Una competencia que, por cierto, nunca dejó de suceder, pero que adquiría un nuevo nivel en el reparto de los nuevos mercados –casi vírgenes– en los territorios del este de Europa. Un reparto al que también acudieron los contrarrevolucionarios del antiguo bloque socialista y los beneficiarios de la aplicación en décadas anteriores de las doctrinas del «socialismo de mercado» en varios países aún formalmente socialistas, y en el cual se han ido generando nuevas alianzas y nuevos equilibrios de poder conforme los países iban teniendo mayor o menor fuerza para imponerse a otros competidores.
Así, llegamos a la situación actual, donde ya no podemos hablar de un mundo unipolar, dominado por Estados Unidos. Hoy, la situación que presenciamos es la de varios bloques enfrentados, pero, lejos de parecerse a la situación de la Guerra Fría de confrontación entre dos sistemas, se trata de una lucha entre distintos Estados por el predominio en su región y, en última instancia, por la cúspide del sistema capitalista en su fase superior, su fase imperialista.
En los últimos años, esta multipolaridad, imperante y real, se ha ido justificando por parte de los Estados que aspiran a utilizar esta ventana de oportunidad para subir escalones de distintas maneras, bien desde el nacionalismo y el chovinismo –propio de la tendencia inherente a este sistema hacia posiciones reaccionarias–, bien desde la apelación a la igualdad y la justicia social, argumentos que calan bien entre ciertos sectores de «la izquierda» e incluso comunistas. Por desgracia, hoy no es difícil encontrar a quienes, aun reclamando a Lenin, compran el último refrito del ultraimperialismo de Kautsky y justifican de paso la retórica anticomunista de Vladímir Putin –quien gusta de citar al fascista Iván Ilyín– o el amor del «camarada» Xi Jinping por el idealismo de Confucio. Todo, a cambio de una supuesta promesa de paz basada en la «santa alianza de los imperialistas», que se controlarán entre sí para evitar nuevas guerras o, en su interpretación, controlarán las aspiraciones violentas de Estados Unidos.

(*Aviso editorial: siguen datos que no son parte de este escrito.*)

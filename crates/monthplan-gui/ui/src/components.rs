mod calendar_day;
mod calendar_grid;
mod filter_panel;
mod task_bar;
mod task_modal;

pub use calendar_day::CalendarDay;
pub use calendar_grid::{
  CalendarGrid,
  GridPointer
};
pub use filter_panel::FilterPanel;
pub use task_bar::TaskBar;
pub use task_modal::{
  ModalMode,
  ModalState,
  TaskModal
};
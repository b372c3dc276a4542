use monthplan_core::filter::{
  FilterCriteria,
  TimeWindow
};
use monthplan_core::task::Category;
use web_sys::{
  Event,
  HtmlInputElement,
  InputEvent,
  MouseEvent
};
use yew::{
  Callback,
  Html,
  Properties,
  TargetCast,
  function_component,
  html
};

#[derive(Properties, PartialEq)]
pub struct FilterPanelProps {
  pub criteria:  FilterCriteria,
  pub on_change: Callback<FilterCriteria>
}

#[function_component(FilterPanel)]
pub fn filter_panel(
  props: &FilterPanelProps
) -> Html {
  let category_toggle =
    |category: Category| {
      let criteria = props.criteria.clone();
      let on_change = props.on_change.clone();
      Callback::from(move |e: Event| {
        let Some(input) = e
          .target_dyn_into::<HtmlInputElement>(
          )
        else {
          tracing::warn!(
            "category filter event had \
             non-input target"
          );
          return;
        };
        let mut next = criteria.clone();
        next.toggle_category(
          category,
          input.checked()
        );
        on_change.emit(next);
      })
    };

  // "all" is not a window key, so it
  // clears the window.
  let on_window_change = {
    let criteria = props.criteria.clone();
    let on_change = props.on_change.clone();
    Callback::from(move |e: Event| {
      let input: HtmlInputElement =
        e.target_unchecked_into();
      let mut next = criteria.clone();
      next.time_window =
        TimeWindow::from_key(&input.value());
      on_change.emit(next);
    })
  };

  let on_search_input = {
    let criteria = props.criteria.clone();
    let on_change = props.on_change.clone();
    Callback::from(move |e: InputEvent| {
      let input: HtmlInputElement =
        e.target_unchecked_into();
      let mut next = criteria.clone();
      next.search_term = input.value();
      on_change.emit(next);
    })
  };

  let on_clear = {
    let on_change = props.on_change.clone();
    Callback::from(move |_: MouseEvent| {
      on_change.emit(FilterCriteria::default());
    })
  };

  html! {
      <div class="panel filter-panel">
          <div class="header">{ "Filters" }</div>
          <div class="filter-section">
              <div class="filter-title">{ "Categories" }</div>
              {
                  for Category::ALL.into_iter().map(|category| {
                      let checked = props.criteria.categories.contains(&category);
                      let swatch = format!("background-color:{};", category.color());
                      html! {
                          <label class="filter-option">
                              <input
                                  type="checkbox"
                                  checked={checked}
                                  onchange={category_toggle(category)}
                              />
                              <span class="category-swatch" style={swatch}></span>
                              <span>{ category.label() }</span>
                          </label>
                      }
                  })
              }
          </div>
          <div class="filter-section">
              <div class="filter-title">{ "Time window" }</div>
              <label class="filter-option">
                  <input
                      type="radio"
                      name="time-window"
                      value="all"
                      checked={props.criteria.time_window.is_none()}
                      onchange={on_window_change.clone()}
                  />
                  <span>{ "All tasks" }</span>
              </label>
              {
                  for TimeWindow::ALL.into_iter().map(|window| html! {
                      <label class="filter-option">
                          <input
                              type="radio"
                              name="time-window"
                              value={window.key()}
                              checked={props.criteria.time_window == Some(window)}
                              onchange={on_window_change.clone()}
                          />
                          <span>{ window.label() }</span>
                      </label>
                  })
              }
          </div>
          <div class="filter-section">
              <div class="filter-title">{ "Search" }</div>
              <input
                  class="filter-search"
                  type="search"
                  placeholder="Task name"
                  value={props.criteria.search_term.clone()}
                  oninput={on_search_input}
              />
          </div>
          {
              if props.criteria.is_active() {
                  html! { <button type="button" class="btn" onclick={on_clear}>{ "Clear All Filters" }</button> }
              } else {
                  html! {}
              }
          }
      </div>
  }
}
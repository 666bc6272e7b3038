use std::path::PathBuf;
use thiserror::Error;

/// The only errors that abort the process; everything else is logged and
/// survived.
#[derive(Debug, Error)]
pub enum PurgeError {
    #[error("invalid age threshold {input:?}: {reason}")]
    Threshold { input: String, reason: String },

    #[error("root path does not exist: {0}")]
    MissingRoot(PathBuf),
}
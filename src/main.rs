mod cli;
mod config;
mod error;
mod schedule;
mod sweep;

use anyhow::Result;
use cli::Cli;
use config::{Config, FileConfig};
use std::process::ExitCode;
use tracing_subscriber::{layer::SubscriberExt, util::SubscriberInitExt};

fn main() -> ExitCode {
    let cli = Cli::parse_args();

    let result = match FileConfig::load() {
        Ok(file) => {
            let config = Config::merge(cli, file);
            init_tracing(&config.log_filter);
            run(&config)
        }
        Err(e) => Err(e),
    };

    match result {
        Ok(()) => ExitCode::SUCCESS,
        Err(e) => {
            eprintln!("Error: {}", e);
            ExitCode::from(1)
        }
    }
}

fn run(config: &Config) -> Result<()> {
    schedule::run(config)?;
    Ok(())
}

fn init_tracing(filter: &str) {
    tracing_subscriber::registry()
        .with(
            tracing_subscriber::EnvFilter::try_from_default_env()
                .unwrap_or_else(|_| tracing_subscriber::EnvFilter::new(filter)),
        )
        .with(tracing_subscriber::fmt::layer().with_writer(std::io::stderr))
        .init();
}
use anyhow::Result;
use serde::Deserialize;
use std::fs;
use std::path::{Path, PathBuf};
use std::time::Duration;

use crate::cli::Cli;

/// Defaults read from the optional config file. Command-line flags always
/// win; the file can only flip a default on.
#[derive(Debug, Clone, Default, Deserialize)]
pub struct FileConfig {
    #[serde(default)]
    pub sweep: SweepDefaults,
    #[serde(default)]
    pub log: LogConfig,
}

#[derive(Debug, Clone, Default, Deserialize)]
pub struct SweepDefaults {
    #[serde(default)]
    pub verbose: bool,
    #[serde(default)]
    pub delete: bool,
}

#[derive(Debug, Clone, Deserialize)]
pub struct LogConfig {
    #[serde(default = "default_filter")]
    pub filter: String,
}

fn default_filter() -> String {
    "info".to_string()
}

impl Default for LogConfig {
    fn default() -> Self {
        Self {
            filter: default_filter(),
        }
    }
}

impl FileConfig {
    pub fn load() -> Result<Self> {
        Self::load_from(&Self::config_path())
    }

    fn load_from(path: &Path) -> Result<Self> {
        if path.exists() {
            let content = fs::read_to_string(path)?;
            let config = toml::from_str(&content)?;
            Ok(config)
        } else {
            Ok(Self::default())
        }
    }

    fn config_path() -> PathBuf {
        dirs::config_dir()
            .unwrap_or_else(|| PathBuf::from("."))
            .join("agesweep")
            .join("config.toml")
    }
}

/// Fully merged runtime configuration, immutable for the process lifetime.
#[derive(Debug, Clone)]
pub struct Config {
    pub root: PathBuf,
    pub age: String,
    pub verbose: bool,
    pub delete: bool,
    /// `None` means a single sweep; a zero interval on the command line is
    /// folded into `None` as well.
    pub rescan_interval: Option<Duration>,
    pub log_filter: String,
}

impl Config {
    pub fn merge(cli: Cli, file: FileConfig) -> Self {
        Self {
            root: PathBuf::from(cli.path),
            age: cli.age,
            verbose: cli.verbose || file.sweep.verbose,
            delete: cli.delete || file.sweep.delete,
            rescan_interval: cli.interval.filter(|d| !d.is_zero()),
            log_filter: file.log.filter,
        }
    }
}

#[cfg(test)]
mod tests {
    use super::*;
    use tempfile::tempdir;

    fn cli(verbose: bool, delete: bool, interval: Option<Duration>) -> Cli {
        Cli {
            path: "/tmp/scratch".to_string(),
            age: "1h".to_string(),
            verbose,
            delete,
            interval,
        }
    }

    #[test]
    fn missing_file_yields_defaults() {
        let config = FileConfig::load_from(Path::new("/no/such/config.toml")).unwrap();
        assert!(!config.sweep.verbose);
        assert!(!config.sweep.delete);
        assert_eq!(config.log.filter, "info");
    }

    #[test]
    fn partial_file_fills_in_defaults() {
        let dir = tempdir().unwrap();
        let path = dir.path().join("config.toml");
        fs::write(&path, "[sweep]\nverbose = true\n").unwrap();

        let config = FileConfig::load_from(&path).unwrap();
        assert!(config.sweep.verbose);
        assert!(!config.sweep.delete);
        assert_eq!(config.log.filter, "info");
    }

    #[test]
    fn malformed_file_is_an_error() {
        let dir = tempdir().unwrap();
        let path = dir.path().join("config.toml");
        fs::write(&path, "sweep = nonsense").unwrap();

        assert!(FileConfig::load_from(&path).is_err());
    }

    #[test]
    fn cli_flags_or_with_file_defaults() {
        let mut file = FileConfig::default();
        file.sweep.delete = true;

        let config = Config::merge(cli(true, false, None), file);
        assert!(config.verbose);
        assert!(config.delete);
    }

    #[test]
    fn zero_interval_means_single_shot() {
        let config = Config::merge(
            cli(false, false, Some(Duration::ZERO)),
            FileConfig::default(),
        );
        assert_eq!(config.rescan_interval, None);

        let config = Config::merge(
            cli(false, false, Some(Duration::from_secs(5))),
            FileConfig::default(),
        );
        assert_eq!(config.rescan_interval, Some(Duration::from_secs(5)));
    }
}
pub mod decision;

pub use decision::{decide, SweepReport, Verdict, VisitOutcome};

use chrono::{DateTime, Utc};
use std::fs;
use std::io;
use std::path::Path;
use tracing::{info, warn};
use walkdir::WalkDir;

/// Immutable inputs for one sweep pass.
#[derive(Debug, Clone, Copy)]
pub struct SweepContext {
    /// Files modified strictly before this instant qualify.
    pub purge_before: DateTime<Utc>,
    /// When false, qualifying files are counted and logged but left alone.
    pub delete: bool,
    pub verbose: bool,
}

/// Walk the tree under `root` once, pre-order, and apply the purge decision
/// to every regular file. Never fails as a whole; per-entry trouble lands in
/// the report as soft errors and the walk keeps going.
pub fn run_sweep(root: &Path, ctx: &SweepContext) -> SweepReport {
    let mut report = SweepReport::default();

    for entry in WalkDir::new(root) {
        match entry {
            Ok(entry) if entry.file_type().is_file() => {
                visit_file(entry.path(), ctx, &mut report);
            }
            Ok(_) => {}
            Err(e) => {
                warn!("walk: {}", e);
                let path = e.path().map(Path::to_path_buf).unwrap_or_default();
                report.record(VisitOutcome::SoftError {
                    path,
                    reason: e.to_string(),
                });
            }
        }
    }

    report
}

fn visit_file(path: &Path, ctx: &SweepContext, report: &mut SweepReport) {
    let modified = match file_mtime(path) {
        Ok(t) => t,
        Err(e) => {
            warn!("{}: {}", path.display(), e);
            report.record(VisitOutcome::SoftError {
                path: path.to_path_buf(),
                reason: e.to_string(),
            });
            return;
        }
    };

    if decide(modified, ctx.purge_before) == Verdict::Keep {
        report.record(VisitOutcome::Kept);
        return;
    }

    if ctx.verbose {
        info!("purge {} (modified {})", path.display(), modified.to_rfc3339());
    }

    let mut removed = false;
    if ctx.delete {
        match fs::remove_file(path) {
            Ok(()) => removed = true,
            Err(e) => {
                warn!("remove {}: {}", path.display(), e);
                report.soft_error(path.to_path_buf(), e.to_string());
            }
        }
    }
    report.record(VisitOutcome::Purged { removed });

    // The parent is checked even when nothing was removed, so a dry run
    // still reports directories that would fall empty.
    if let Some(parent) = path.parent() {
        cascade_empty_dir(parent, ctx, report);
    }
}

fn cascade_empty_dir(dir: &Path, ctx: &SweepContext, report: &mut SweepReport) {
    if !is_empty_dir(dir) {
        return;
    }

    info!("empty directory {}", dir.display());
    if ctx.delete {
        match fs::remove_dir(dir) {
            Ok(()) => report.dir_removed(),
            Err(e) => {
                warn!("remove {}: {}", dir.display(), e);
                report.soft_error(dir.to_path_buf(), e.to_string());
            }
        }
    }
}

/// A directory counts as empty only when it opens cleanly and yields no
/// entries. An unreadable directory is never cascaded.
fn is_empty_dir(dir: &Path) -> bool {
    match fs::read_dir(dir) {
        Ok(mut entries) => entries.next().is_none(),
        Err(e) => {
            warn!("{}: {}", dir.display(), e);
            false
        }
    }
}

fn file_mtime(path: &Path) -> io::Result<DateTime<Utc>> {
    let modified = path.metadata()?.modified()?;
    Ok(modified.into())
}
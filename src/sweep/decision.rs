use chrono::{DateTime, Utc};
use std::path::PathBuf;

/// Age verdict for a single regular file.
#[derive(Debug, Clone, Copy, PartialEq, Eq)]
pub enum Verdict {
    Purge,
    Keep,
}

/// A file qualifies only when its mtime falls strictly before the window.
pub fn decide(modified: DateTime<Utc>, purge_before: DateTime<Utc>) -> Verdict {
    if modified < purge_before {
        Verdict::Purge
    } else {
        Verdict::Keep
    }
}

/// What happened to one filesystem entry during a sweep.
#[derive(Debug, Clone, PartialEq, Eq)]
pub enum VisitOutcome {
    /// The file qualified for purging. `removed` stays false on a dry run
    /// and on a failed removal; qualification is counted either way.
    Purged { removed: bool },
    Kept,
    /// The entry could not be evaluated (walk error, unreadable metadata).
    SoftError { path: PathBuf, reason: String },
}

/// Aggregated result of one sweep. Built fresh for every cycle.
#[derive(Debug, Default)]
pub struct SweepReport {
    pub files_identified: u64,
    pub files_removed: u64,
    pub dirs_removed: u64,
    pub soft_errors: Vec<SoftError>,
}

#[derive(Debug, Clone, PartialEq, Eq)]
pub struct SoftError {
    pub path: PathBuf,
    pub reason: String,
}

impl SweepReport {
    pub fn record(&mut self, outcome: VisitOutcome) {
        match outcome {
            VisitOutcome::Purged { removed } => {
                self.files_identified += 1;
                if removed {
                    self.files_removed += 1;
                }
            }
            VisitOutcome::Kept => {}
            VisitOutcome::SoftError { path, reason } => self.soft_error(path, reason),
        }
    }

    pub fn soft_error(&mut self, path: PathBuf, reason: impl Into<String>) {
        self.soft_errors.push(SoftError {
            path,
            reason: reason.into(),
        });
    }

    pub fn dir_removed(&mut self) {
        self.dirs_removed += 1;
    }
}
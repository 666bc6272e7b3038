use clap::Parser;
use std::time::Duration;

use crate::schedule::normalize_age;

const DURATION_EXAMPLES: &str = "\
Duration examples:
    3h6m12s - 3 hours 6 minutes and 12 seconds
    7m11s   - 7 minutes and 11 seconds
    100500s - 100500 seconds
    3h      - 3 hours

A bare number is taken as seconds.";

#[derive(Parser)]
#[command(name = "agesweep")]
#[command(about = "Purge files older than a given age", long_about = None)]
#[command(version)]
#[command(after_help = DURATION_EXAMPLES)]
pub struct Cli {
    #[arg(help = "Root path to scan")]
    pub path: String,

    #[arg(help = "Purge files last modified longer ago than this")]
    pub age: String,

    #[arg(short, long, help = "Log every qualifying file")]
    pub verbose: bool,

    #[arg(short, long, help = "Delete files for real (default is a dry run)")]
    pub delete: bool,

    #[arg(
        short,
        long,
        value_parser = parse_interval,
        help = "Rescan interval; zero or absent runs a single sweep"
    )]
    pub interval: Option<Duration>,
}

fn parse_interval(raw: &str) -> Result<Duration, humantime::DurationError> {
    humantime::parse_duration(&normalize_age(raw))
}

impl Cli {
    pub fn parse_args() -> Self {
        Parser::parse()
    }
}
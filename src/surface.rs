//! The 2D drawing context a [`ParticleField`](crate::ParticleField) renders onto.

use crate::particle::Color;

/// Minimal immediate-mode drawing surface, in pixel coordinates with the
/// origin at the top left.
pub trait DrawingSurface {
    fn width(&self) -> f64;
    fn height(&self) -> f64;
    fn set_size(&mut self, width: f64, height: f64);
    fn clear_rect(&mut self, x: f64, y: f64, width: f64, height: f64);
    /// Color used by subsequent fills.
    fn set_fill_color(&mut self, color: Color);
    fn fill_circle(&mut self, x: f64, y: f64, radius: f64);
}

#[derive(Debug, Clone, PartialEq)]
pub enum DrawCommand {
    Clear {
        x: f64,
        y: f64,
        width: f64,
        height: f64,
    },
    Fill(Color),
    Circle {
        x: f64,
        y: f64,
        radius: f64,
    },
}

/// Headless surface that records every call, for tests and dry runs.
#[derive(Debug, Default)]
pub struct RecordingSurface {
    width: f64,
    height: f64,
    commands: Vec<DrawCommand>,
}

impl RecordingSurface {
    pub fn new(width: f64, height: f64) -> Self {
        Self {
            width,
            height,
            commands: Vec::new(),
        }
    }

    pub fn commands(&self) -> &[DrawCommand] {
        &self.commands
    }

    /// Drain the recorded commands, leaving the surface empty.
    pub fn take_commands(&mut self) -> Vec<DrawCommand> {
        std::mem::take(&mut self.commands)
    }

    pub fn circle_count(&self) -> usize {
        self.commands
            .iter()
            .filter(|c| matches!(c, DrawCommand::Circle { .. }))
            .count()
    }
}

impl DrawingSurface for RecordingSurface {
    fn width(&self) -> f64 {
        self.width
    }

    fn height(&self) -> f64 {
        self.height
    }

    fn set_size(&mut self, width: f64, height: f64) {
        self.width = width;
        self.height = height;
    }

    fn clear_rect(&mut self, x: f64, y: f64, width: f64, height: f64) {
        self.commands.push(DrawCommand::Clear {
            x,
            y,
            width,
            height,
        });
    }

    fn set_fill_color(&mut self, color: Color) {
        self.commands.push(DrawCommand::Fill(color));
    }

    fn fill_circle(&mut self, x: f64, y: f64, radius: f64) {
        self.commands.push(DrawCommand::Circle { x, y, radius });
    }
}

¿Se corresponden estas ideas con la realidad? Con los datos en la mano, parece que no. De acuerdo con cifras oficiales, 2024 fue el año con más conflictos activos en los que participó al menos un Estado, superando los 59 del año 2023 y convirtiéndose en la cifra más alta desde 1946. El posicionamiento público cada vez más notorio, tanto en España como en otros países, a favor del aumento del gasto militar y el rearme, así como la recuperación de debates en torno al servicio militar obligatorio, a la creación del Euroejército, a la cuestión de la «autonomía estratégica» de la Unión Europea frente a Estados Unidos, e incluso al uso de menores de edad en operaciones militares –pregunten al ministro de Defensa griego su opinión sobre los niños con autismo–, hablan muy nítidamente de cómo se están organizando los preparativos de la próxima guerra generalizada, que parece que tendrá lugar más pronto que tarde.
Hiroshima y Nagasaki consolidaron una situación extraña dentro de la Historia: la de un Estado capaz de hegemonizar, incontestado, el mundo imperialista. Hoy, las condiciones de desarrollo del capitalismo han permitido superar esta rara avis y volver a una situación de competencia entre varios monopolios en liza y, por extensión, entre los Estados que los protegen.